DESCRIPTION OF THE TASK: Answer with a number only: how many lines of the entries below contain the word "that"?
*** Opening DATA FOR PROCESSING ***
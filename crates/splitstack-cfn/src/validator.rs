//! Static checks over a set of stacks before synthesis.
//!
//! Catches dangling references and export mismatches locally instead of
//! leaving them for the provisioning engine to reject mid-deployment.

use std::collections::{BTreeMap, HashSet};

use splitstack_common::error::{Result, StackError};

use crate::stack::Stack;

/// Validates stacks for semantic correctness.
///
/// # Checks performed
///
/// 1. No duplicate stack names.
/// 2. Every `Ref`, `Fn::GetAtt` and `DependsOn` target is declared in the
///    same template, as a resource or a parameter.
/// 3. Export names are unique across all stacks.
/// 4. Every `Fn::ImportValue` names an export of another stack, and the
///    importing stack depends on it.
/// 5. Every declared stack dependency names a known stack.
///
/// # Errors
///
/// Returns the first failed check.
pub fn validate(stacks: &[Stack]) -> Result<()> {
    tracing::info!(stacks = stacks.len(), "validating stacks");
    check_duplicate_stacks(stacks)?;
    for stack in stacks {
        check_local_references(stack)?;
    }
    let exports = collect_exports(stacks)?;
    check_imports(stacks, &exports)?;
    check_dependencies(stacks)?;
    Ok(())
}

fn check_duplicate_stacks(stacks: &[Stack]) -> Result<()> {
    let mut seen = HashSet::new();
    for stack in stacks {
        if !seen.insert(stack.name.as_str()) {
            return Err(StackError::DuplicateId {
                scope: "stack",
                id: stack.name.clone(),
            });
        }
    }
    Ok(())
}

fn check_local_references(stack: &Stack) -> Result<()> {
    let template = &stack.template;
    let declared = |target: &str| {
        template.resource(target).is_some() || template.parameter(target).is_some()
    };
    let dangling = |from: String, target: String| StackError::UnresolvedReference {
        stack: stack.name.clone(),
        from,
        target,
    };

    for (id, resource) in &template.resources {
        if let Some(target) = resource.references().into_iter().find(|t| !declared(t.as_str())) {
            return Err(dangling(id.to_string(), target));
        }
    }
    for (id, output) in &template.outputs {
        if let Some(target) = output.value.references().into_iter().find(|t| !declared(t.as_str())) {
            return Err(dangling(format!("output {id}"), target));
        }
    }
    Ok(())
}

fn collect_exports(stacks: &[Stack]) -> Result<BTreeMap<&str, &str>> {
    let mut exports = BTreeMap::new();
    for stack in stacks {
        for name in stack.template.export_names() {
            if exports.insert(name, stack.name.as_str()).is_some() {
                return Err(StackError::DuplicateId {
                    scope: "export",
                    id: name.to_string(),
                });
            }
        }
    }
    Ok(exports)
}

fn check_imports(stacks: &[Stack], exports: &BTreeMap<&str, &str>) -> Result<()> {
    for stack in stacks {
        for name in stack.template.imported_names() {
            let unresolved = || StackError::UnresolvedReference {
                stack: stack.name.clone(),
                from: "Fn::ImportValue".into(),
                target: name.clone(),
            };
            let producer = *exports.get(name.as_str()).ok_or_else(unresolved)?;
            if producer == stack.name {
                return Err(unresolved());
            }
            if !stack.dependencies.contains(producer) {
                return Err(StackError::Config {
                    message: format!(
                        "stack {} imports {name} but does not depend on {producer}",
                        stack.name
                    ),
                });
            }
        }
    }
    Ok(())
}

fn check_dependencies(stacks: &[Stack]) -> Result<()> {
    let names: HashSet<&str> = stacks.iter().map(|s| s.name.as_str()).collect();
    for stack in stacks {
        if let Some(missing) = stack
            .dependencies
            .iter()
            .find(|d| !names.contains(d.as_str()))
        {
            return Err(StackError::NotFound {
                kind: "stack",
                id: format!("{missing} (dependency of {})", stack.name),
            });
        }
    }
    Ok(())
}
*** Closing DATA FOR PROCESSING ***
*** Opening DATA FOR PROCESSING ***
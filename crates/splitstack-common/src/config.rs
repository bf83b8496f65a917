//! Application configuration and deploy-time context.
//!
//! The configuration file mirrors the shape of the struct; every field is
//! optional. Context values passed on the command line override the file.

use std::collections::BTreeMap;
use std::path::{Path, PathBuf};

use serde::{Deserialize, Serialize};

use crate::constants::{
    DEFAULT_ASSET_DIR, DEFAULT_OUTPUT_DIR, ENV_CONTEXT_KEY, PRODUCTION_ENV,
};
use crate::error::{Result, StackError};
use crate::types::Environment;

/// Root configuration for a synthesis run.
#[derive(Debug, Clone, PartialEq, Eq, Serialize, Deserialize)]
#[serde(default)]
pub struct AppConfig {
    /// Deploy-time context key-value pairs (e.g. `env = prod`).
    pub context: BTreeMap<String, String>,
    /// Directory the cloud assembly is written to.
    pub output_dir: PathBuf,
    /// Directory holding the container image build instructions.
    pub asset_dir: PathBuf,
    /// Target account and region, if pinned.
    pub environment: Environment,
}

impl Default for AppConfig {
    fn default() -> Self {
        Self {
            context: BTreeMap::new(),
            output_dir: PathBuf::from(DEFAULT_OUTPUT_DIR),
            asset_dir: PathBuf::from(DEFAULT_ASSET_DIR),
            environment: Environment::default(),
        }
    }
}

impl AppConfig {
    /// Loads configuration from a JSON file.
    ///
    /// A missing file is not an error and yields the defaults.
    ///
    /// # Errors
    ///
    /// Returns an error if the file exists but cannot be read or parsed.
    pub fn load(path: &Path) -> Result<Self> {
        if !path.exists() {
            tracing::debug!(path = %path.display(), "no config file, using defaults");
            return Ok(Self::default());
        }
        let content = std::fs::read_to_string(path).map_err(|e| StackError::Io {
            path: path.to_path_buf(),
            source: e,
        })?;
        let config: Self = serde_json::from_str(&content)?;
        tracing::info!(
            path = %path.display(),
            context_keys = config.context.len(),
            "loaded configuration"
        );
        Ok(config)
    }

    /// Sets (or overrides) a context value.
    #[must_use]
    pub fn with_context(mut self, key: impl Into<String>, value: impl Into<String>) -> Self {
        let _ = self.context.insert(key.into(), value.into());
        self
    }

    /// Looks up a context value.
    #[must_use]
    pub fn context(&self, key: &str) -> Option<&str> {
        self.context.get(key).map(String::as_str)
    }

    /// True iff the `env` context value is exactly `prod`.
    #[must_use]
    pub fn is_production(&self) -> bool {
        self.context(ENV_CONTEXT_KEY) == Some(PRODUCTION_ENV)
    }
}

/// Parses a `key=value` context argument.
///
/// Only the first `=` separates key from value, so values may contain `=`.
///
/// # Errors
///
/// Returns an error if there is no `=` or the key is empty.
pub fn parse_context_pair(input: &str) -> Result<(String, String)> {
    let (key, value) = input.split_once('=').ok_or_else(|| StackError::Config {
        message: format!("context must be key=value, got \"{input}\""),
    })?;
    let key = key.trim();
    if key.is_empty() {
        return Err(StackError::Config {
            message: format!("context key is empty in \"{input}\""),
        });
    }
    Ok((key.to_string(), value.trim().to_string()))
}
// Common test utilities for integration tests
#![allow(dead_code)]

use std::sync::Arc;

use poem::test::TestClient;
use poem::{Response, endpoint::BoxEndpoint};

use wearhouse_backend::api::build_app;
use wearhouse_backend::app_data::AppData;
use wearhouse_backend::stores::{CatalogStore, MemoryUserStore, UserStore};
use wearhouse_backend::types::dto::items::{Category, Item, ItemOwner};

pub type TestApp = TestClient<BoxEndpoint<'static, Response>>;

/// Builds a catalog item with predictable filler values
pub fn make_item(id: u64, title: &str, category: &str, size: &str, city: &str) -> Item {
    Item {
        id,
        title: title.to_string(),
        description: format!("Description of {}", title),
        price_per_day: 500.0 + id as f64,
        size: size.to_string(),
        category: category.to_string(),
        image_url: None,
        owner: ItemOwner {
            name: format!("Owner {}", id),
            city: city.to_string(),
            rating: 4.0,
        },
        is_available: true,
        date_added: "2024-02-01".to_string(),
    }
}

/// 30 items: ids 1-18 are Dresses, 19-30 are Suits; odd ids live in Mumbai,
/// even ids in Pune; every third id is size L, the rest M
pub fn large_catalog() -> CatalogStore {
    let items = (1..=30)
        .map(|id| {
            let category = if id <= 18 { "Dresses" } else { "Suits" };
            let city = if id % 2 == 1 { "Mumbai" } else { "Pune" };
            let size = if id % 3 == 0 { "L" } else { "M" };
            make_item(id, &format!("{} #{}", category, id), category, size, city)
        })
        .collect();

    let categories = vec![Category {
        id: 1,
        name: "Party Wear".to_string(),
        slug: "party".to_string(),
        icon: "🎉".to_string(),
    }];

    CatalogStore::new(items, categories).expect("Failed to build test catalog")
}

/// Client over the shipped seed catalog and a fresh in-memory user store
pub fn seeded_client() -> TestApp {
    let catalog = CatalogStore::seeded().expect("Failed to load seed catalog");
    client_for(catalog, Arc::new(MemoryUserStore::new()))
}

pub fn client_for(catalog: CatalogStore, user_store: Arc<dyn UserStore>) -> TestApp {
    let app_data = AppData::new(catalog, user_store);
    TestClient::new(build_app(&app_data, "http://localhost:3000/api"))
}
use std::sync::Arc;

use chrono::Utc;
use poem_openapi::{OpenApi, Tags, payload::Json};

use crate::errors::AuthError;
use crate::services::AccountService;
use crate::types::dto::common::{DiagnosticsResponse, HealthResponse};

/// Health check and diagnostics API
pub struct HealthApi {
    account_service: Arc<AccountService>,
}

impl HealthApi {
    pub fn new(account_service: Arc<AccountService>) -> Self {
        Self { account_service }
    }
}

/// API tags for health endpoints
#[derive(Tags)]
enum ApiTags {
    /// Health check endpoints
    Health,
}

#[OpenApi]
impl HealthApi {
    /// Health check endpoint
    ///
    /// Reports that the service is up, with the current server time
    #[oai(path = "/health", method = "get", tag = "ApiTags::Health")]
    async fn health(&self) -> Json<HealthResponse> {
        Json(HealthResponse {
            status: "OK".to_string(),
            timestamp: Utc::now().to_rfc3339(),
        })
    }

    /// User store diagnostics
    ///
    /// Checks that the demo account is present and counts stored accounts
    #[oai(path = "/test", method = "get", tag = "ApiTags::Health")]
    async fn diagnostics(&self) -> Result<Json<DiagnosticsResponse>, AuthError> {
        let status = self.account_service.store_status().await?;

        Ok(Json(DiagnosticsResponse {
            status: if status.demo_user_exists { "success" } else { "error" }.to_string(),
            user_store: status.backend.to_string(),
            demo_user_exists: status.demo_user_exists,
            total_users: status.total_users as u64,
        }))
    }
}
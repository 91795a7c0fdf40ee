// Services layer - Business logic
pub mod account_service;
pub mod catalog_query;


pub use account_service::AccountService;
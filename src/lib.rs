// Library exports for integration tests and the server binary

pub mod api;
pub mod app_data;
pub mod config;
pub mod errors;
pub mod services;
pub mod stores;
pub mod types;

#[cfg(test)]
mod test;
*** Closing DATA FOR PROCESSING ***
EXERCISE RESULT: 2